100 years from now I believe what will be said about our movement will be that it has been the most all-encompassing, inclusive movement in history. This movement has the most diverse styles, disciplines, genders, ethnicities, geography, exhibition venues…the list of inclusion goes on and on!  The New Contemporary Movement is the first to have grown up during the internet age…giving an instant platform to artists of all kinds worldwide. This kind of exposure has shone a bright light on artists and styles that would have never seen a glimmer in the past gallery/museum pantheon. This exhibition is a shining example of that fact!

What does it mean to you as an artist to have your work be shown at a museum?

Having my work…and our movement…shown at museums is the realization that all of the hard work of the artists, gallerists, collectors, and fans is being accepted at a whole other level now. Although, it still means almost as much to me to show my work in a local gallery, coffee house, warehouse pop-up, or anywhere that supports current and up-and-coming artists. The wide variety of venues available to new artists has had a huge impact on why The New Contemporary Movement has grown to museum levels.

If your body of work had a signature cocktail or drink, what would it be made of and called?

Oh man!!! I suppose it would have to be some kind of kitschy tropical drink with lots of rum and fruit juice…garnished with pineapple chunks, flowers and a tiny umbrella…and would probably be called “skibs kula’i wai”…loosely translated as “skibs knockout juice”…HA!

Favorite part about Lancaster, or something you learned about Lancaster during your time there working on your install for the New Vanguard II?

Oh, this one is easy…favorite for sure was the people! Not just the people who work in the museum…who were all amazing. The people in the shops, restaurants, bars…everyone was extremely nice and excited to see and meet us while we were out and about in their city.

There are a lot of amazing artists in the exhibition, and this question may be difficult to answer, but which artists in this show would you want to collaborate with on or steal an artsy secret/technique from that you want to use too?

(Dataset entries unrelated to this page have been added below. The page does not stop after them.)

//! The campaign create/edit form.
//!
//! The form holds what a user is editing: plain text for the scalar fields
//! and a [`ChannelInput`] per channel slot whose override is edited as
//! canonical JSON text. [`CampaignForm::submit`] runs every rule, and only a
//! form without violations yields a [`ValidatedCampaign`] that can be turned
//! into a create or update payload.

use std::collections::HashSet;

use validator::Validate;

use crate::campaign::{Campaign, CampaignType, CreateCampaign, UpdateCampaign};
use crate::channel::{ChannelBinding, ChannelConfig, ChannelSlot};
use crate::lifecycle::INITIAL_STATUS;
use crate::types::RecordId;
use crate::validation::FormErrors;

/// Message for a `type` value outside {OUTBOUND, INBOUND}.
pub const INVALID_TYPE_MESSAGE: &str = "Please enter a valid type";

/// One channel slot as edited in the form.
#[derive(Debug, Clone, Default, PartialEq)]
pub struct ChannelInput {
    pub service_id: Option<RecordId>,
    pub config: ChannelConfig,
}

#[derive(Debug, Clone, Default, PartialEq, Validate)]
pub struct CampaignForm {
    #[validate(length(min = 2, message = "Please enter a valid name"))]
    pub name: String,
    pub description: Option<String>,
    /// Raw `type` selection; parsed on submit.
    pub campaign_type: String,
    #[validate(length(min = 2, message = "Please enter a valid prompt"))]
    pub prompt: String,
    pub initial_message: String,
    pub telephony: ChannelInput,
    pub transcriber: ChannelInput,
    pub agent: ChannelInput,
    pub synthesizer: ChannelInput,
    pub customer_sets: Vec<RecordId>,
}

impl CampaignForm {
    /// Start an edit session from a stored campaign.
    pub fn from_campaign(campaign: &Campaign) -> Self {
        let input = |slot| {
            let binding = campaign.channel(slot);
            ChannelInput {
                service_id: binding.service_id,
                config: ChannelConfig::from_stored(binding.config.as_ref()),
            }
        };
        Self {
            name: campaign.name.clone().unwrap_or_default(),
            description: campaign.description.clone(),
            campaign_type: campaign.campaign_type.as_str().to_string(),
            prompt: campaign.prompt.clone(),
            initial_message: campaign.initial_message.clone(),
            telephony: input(ChannelSlot::Telephony),
            transcriber: input(ChannelSlot::Transcriber),
            agent: input(ChannelSlot::Agent),
            synthesizer: input(ChannelSlot::Synthesizer),
            customer_sets: campaign.customer_sets.clone(),
        }
    }

    pub fn channel(&self, slot: ChannelSlot) -> &ChannelInput {
        match slot {
            ChannelSlot::Telephony => &self.telephony,
            ChannelSlot::Transcriber => &self.transcriber,
            ChannelSlot::Agent => &self.agent,
            ChannelSlot::Synthesizer => &self.synthesizer,
        }
    }

    pub fn channel_mut(&mut self, slot: ChannelSlot) -> &mut ChannelInput {
        match slot {
            ChannelSlot::Telephony => &mut self.telephony,
            ChannelSlot::Transcriber => &mut self.transcriber,
            ChannelSlot::Agent => &mut self.agent,
            ChannelSlot::Synthesizer => &mut self.synthesizer,
        }
    }

    /// Text shown in the override editor for `slot`.
    pub fn config_text(&self, slot: ChannelSlot) -> Option<String> {
        self.channel(slot).config.edit_text()
    }

    /// Replace the override for `slot` with edited text.
    pub fn set_config_text(&mut self, slot: ChannelSlot, text: Option<&str>) {
        self.channel_mut(slot).config = ChannelConfig::from_text(text);
    }

    /// Run every rule and collect all violations.
    pub fn submit(&self) -> Result<ValidatedCampaign, FormErrors> {
        let mut errors = FormErrors::new();

        if let Err(report) = self.validate() {
            errors.absorb(&report);
        }

        let campaign_type = match self.campaign_type.parse::<CampaignType>() {
            Ok(t) => Some(t),
            Err(_) => {
                errors.add("type", INVALID_TYPE_MESSAGE);
                None
            }
        };

        let mut bindings: [ChannelBinding; 4] = Default::default();
        for (slot, binding) in ChannelSlot::ALL.into_iter().zip(bindings.iter_mut()) {
            let input = self.channel(slot);
            match input.config.to_wire() {
                Ok(config) => {
                    *binding = ChannelBinding {
                        service_id: input.service_id.clone(),
                        config,
                    };
                }
                Err(message) => errors.add(slot.config_field(), message),
            }
        }

        let Some(campaign_type) = campaign_type else {
            return Err(errors);
        };

        let [telephony, transcriber, agent, synthesizer] = bindings;
        errors.into_result(ValidatedCampaign {
            name: self.name.clone(),
            description: self.description.clone(),
            campaign_type,
            prompt: self.prompt.clone(),
            initial_message: self.initial_message.clone(),
            telephony,
            transcriber,
            agent,
            synthesizer,
            customer_sets: dedup_preserving_order(&self.customer_sets),
        })
    }
}

/// A form that passed every rule.
#[derive(Debug, Clone, PartialEq)]
pub struct ValidatedCampaign {
    pub name: String,
    pub description: Option<String>,
    pub campaign_type: CampaignType,
    pub prompt: String,
    pub initial_message: String,
    pub telephony: ChannelBinding,
    pub transcriber: ChannelBinding,
    pub agent: ChannelBinding,
    pub synthesizer: ChannelBinding,
    pub customer_sets: Vec<RecordId>,
}

impl ValidatedCampaign {
    /// Creation payload. New campaigns start IDLE with zero bounds, no end
    /// date and no customer sets; targets are attached by later edits.
    pub fn into_create(self, organization_id: RecordId) -> CreateCampaign {
        CreateCampaign {
            organization_id,
            name: self.name,
            description: self.description,
            campaign_type: self.campaign_type,
            status: INITIAL_STATUS,
            prompt: self.prompt,
            initial_message: self.initial_message,
            max_duration: 0,
            max_retries: 0,
            end_date: None,
            language: None,
            telephony_service_id: self.telephony.service_id,
            telephony_service_config: self.telephony.config,
            transcriber_id: self.transcriber.service_id,
            transcriber_config: self.transcriber.config,
            agent_id: self.agent.service_id,
            agent_config: self.agent.config,
            synthesizer_id: self.synthesizer.service_id,
            synthesizer_config: self.synthesizer.config,
            customer_sets: Vec::new(),
        }
    }

    /// Update payload carrying the full customer set membership.
    pub fn into_update(self) -> UpdateCampaign {
        UpdateCampaign {
            name: self.name,
            description: self.description,
            campaign_type: self.campaign_type,
            prompt: self.prompt,
            initial_message: self.initial_message,
            max_duration: None,
            max_retries: None,
            end_date: None,
            language: None,
            telephony_service_id: self.telephony.service_id,
            telephony_service_config: self.telephony.config,
            transcriber_id: self.transcriber.service_id,
            transcriber_config: self.transcriber.config,
            agent_id: self.agent.service_id,
            agent_config: self.agent.config,
            synthesizer_id: self.synthesizer.service_id,
            synthesizer_config: self.synthesizer.config,
            customer_sets: self.customer_sets,
        }
    }
}

fn dedup_preserving_order(ids: &[RecordId]) -> Vec<RecordId> {
    let mut seen = HashSet::new();
    ids.iter()
        .filter(|id| seen.insert(id.as_str()))
        .cloned()
        .collect()
}

#[cfg(test)]
mod tests {
    use super::*;
    use crate::campaign::CampaignStatus;
    use crate::validation::INVALID_JSON_MESSAGE;
    use serde_json::json;

    fn filled_form() -> CampaignForm {
        CampaignForm {
            name: "Sale Outreach".to_string(),
            campaign_type: "OUTBOUND".to_string(),
            prompt: "Greet and pitch".to_string(),
            ..Default::default()
        }
    }

    #[test]
    fn minimal_form_creates_idle_campaign() {
        let create = filled_form()
            .submit()
            .unwrap()
            .into_create("org-1".to_string());

        assert_eq!(create.status, CampaignStatus::Idle);
        assert_eq!(create.campaign_type, CampaignType::Outbound);
        assert!(create.customer_sets.is_empty());
        assert_eq!((create.max_duration, create.max_retries), (0, 0));
        assert_eq!(create.end_date, None);
    }

    #[test]
    fn short_name_and_prompt_are_reported_together() {
        let form = CampaignForm {
            name: "A".to_string(),
            prompt: "x".to_string(),
            campaign_type: "OUTBOUND".to_string(),
            ..Default::default()
        };
        let errors = form.submit().unwrap_err();
        assert_eq!(errors.get("name"), Some(&["Please enter a valid name".to_string()][..]));
        assert_eq!(
            errors.get("prompt"),
            Some(&["Please enter a valid prompt".to_string()][..])
        );
    }

    #[test]
    fn unknown_type_is_a_field_error() {
        let form = CampaignForm {
            campaign_type: "BROADCAST".to_string(),
            ..filled_form()
        };
        let errors = form.submit().unwrap_err();
        assert_eq!(errors.get("type"), Some(&[INVALID_TYPE_MESSAGE.to_string()][..]));
    }

    #[test]
    fn invalid_override_is_tagged_to_its_field() {
        let mut form = filled_form();
        form.set_config_text(ChannelSlot::Synthesizer, Some("{voice: maya}"));
        form.set_config_text(ChannelSlot::Agent, Some("{\"temperature\": 0.5}"));

        let errors = form.submit().unwrap_err();
        assert_eq!(errors.fields().collect::<Vec<_>>(), vec!["synthesizer_config"]);
        assert_eq!(
            errors.get("synthesizer_config"),
            Some(&[INVALID_JSON_MESSAGE.to_string()][..])
        );
    }

    #[test]
    fn reference_and_override_are_transmitted_independently() {
        let mut form = filled_form();
        form.telephony.service_id = Some("tel-1".to_string());
        form.set_config_text(ChannelSlot::Telephony, Some("{}"));
        form.set_config_text(ChannelSlot::Synthesizer, Some("{\"voice\": \"maya\"}"));

        let body = serde_json::to_value(form.submit().unwrap().into_create("org-1".into()))
            .unwrap();
        assert_eq!(body["telephony_service_id"], "tel-1");
        assert_eq!(body["telephony_service_config"], json!({}));
        assert!(body["transcriber_id"].is_null());
        assert!(body["transcriber_config"].is_null());
        assert!(body["synthesizer_id"].is_null());
        assert_eq!(body["synthesizer_config"], json!({"voice": "maya"}));
        assert_eq!(body["status"], "IDLE");
    }

    #[test]
    fn editing_without_changes_submits_the_stored_values() {
        let campaign: Campaign = serde_json::from_value(json!({
            "id": "cmp-1",
            "organization_id": "org-1",
            "name": "Renewals",
            "type": "INBOUND",
            "status": "RUNNING",
            "prompt": "Answer renewal questions",
            "agent_id": "agt-1",
            "agent_config": {"temperature": 0.5, "goodbye_phrases": ["bye"]},
            "telephony_service_config": {},
            "customer_sets": ["cs-1", "cs-2"]
        }))
        .unwrap();

        let mut form = CampaignForm::from_campaign(&campaign);
        for slot in ChannelSlot::ALL {
            let text = form.config_text(slot);
            form.set_config_text(slot, text.as_deref());
        }

        let update = form.submit().unwrap().into_update();
        assert_eq!(update.agent_id.as_deref(), Some("agt-1"));
        assert_eq!(update.agent_config, campaign.agent_config);
        assert_eq!(update.telephony_service_config, Some(json!({})));
        assert_eq!(update.synthesizer_config, None);
        assert_eq!(update.customer_sets, vec!["cs-1", "cs-2"]);
    }

    #[test]
    fn update_sends_full_deduplicated_membership() {
        let mut form = filled_form();
        form.customer_sets = vec!["cs-3".into(), "cs-1".into(), "cs-3".into()];

        let body = serde_json::to_value(form.submit().unwrap().into_update()).unwrap();
        assert_eq!(body["customer_sets"], json!(["cs-3", "cs-1"]));
        assert!(body.get("max_retries").is_none());
    }

    #[test]
    fn empty_membership_is_still_sent() {
        let body = serde_json::to_value(filled_form().submit().unwrap().into_update()).unwrap();
        assert_eq!(body["customer_sets"], json!([]));
    }
}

Geez, come on!!!! I guess if I had to narrow down that insane list of talent…I would want to do a collab with Chris Konecki. I think his 3D, mixed media, sculptures, and ambiguously vintage imagery would mix well with my similar aesthetic. I would want to steal some of Jaune’s stenciling techniques…the details and accuracy he creates with that hard edge technique are incredible

 

Artist Talks with Spenser Little and Craig “Skibs” Barker at Lancaster MOAH

Hop in your car and join us in Lancaster this afternoon as Craig “Skibs” Barker will lead a walk-through of his exhibition, Suzy is a Surf Rocker today,  November 25 at 1 pm followed by a walk-thru and talk with Spenser Little at 2 pm.

Craig “Skibs” Barker Bio:

Barker has been immersed in both the punk rock and surf culture of southern California since the early 1980s. His imagery, being informed by the print media and graphics of the subcultural terrain shaping the time period, reflects this upbringing. Influenced and surrounded by punk flyers, album covers and surfing magazines, Barker began testing his artistic skills by initially making flyers and t-shirts for his punk bands and his friends. Barker’s work explores the junctions between past and present, memory and imagination, fantasy and reality, while creating a dialog between image and viewer.

Barker’s most recent paintings infuse his long-standing love for painting and rendering the human female figure with his punk-fueled graphic design aesthetic. Mixing different approaches, techniques and mediums, he creates a sense of memory, personal history and appreciation for the female form. Combining elements of pop culture and literary censorship, he creates layered scenes of voyeuristic playfulness. His artworks feel surreal and partial, yielding results of decontextualization. The way Barker frames his figurative subjects, his compositions feel like spontaneously taken polaroids.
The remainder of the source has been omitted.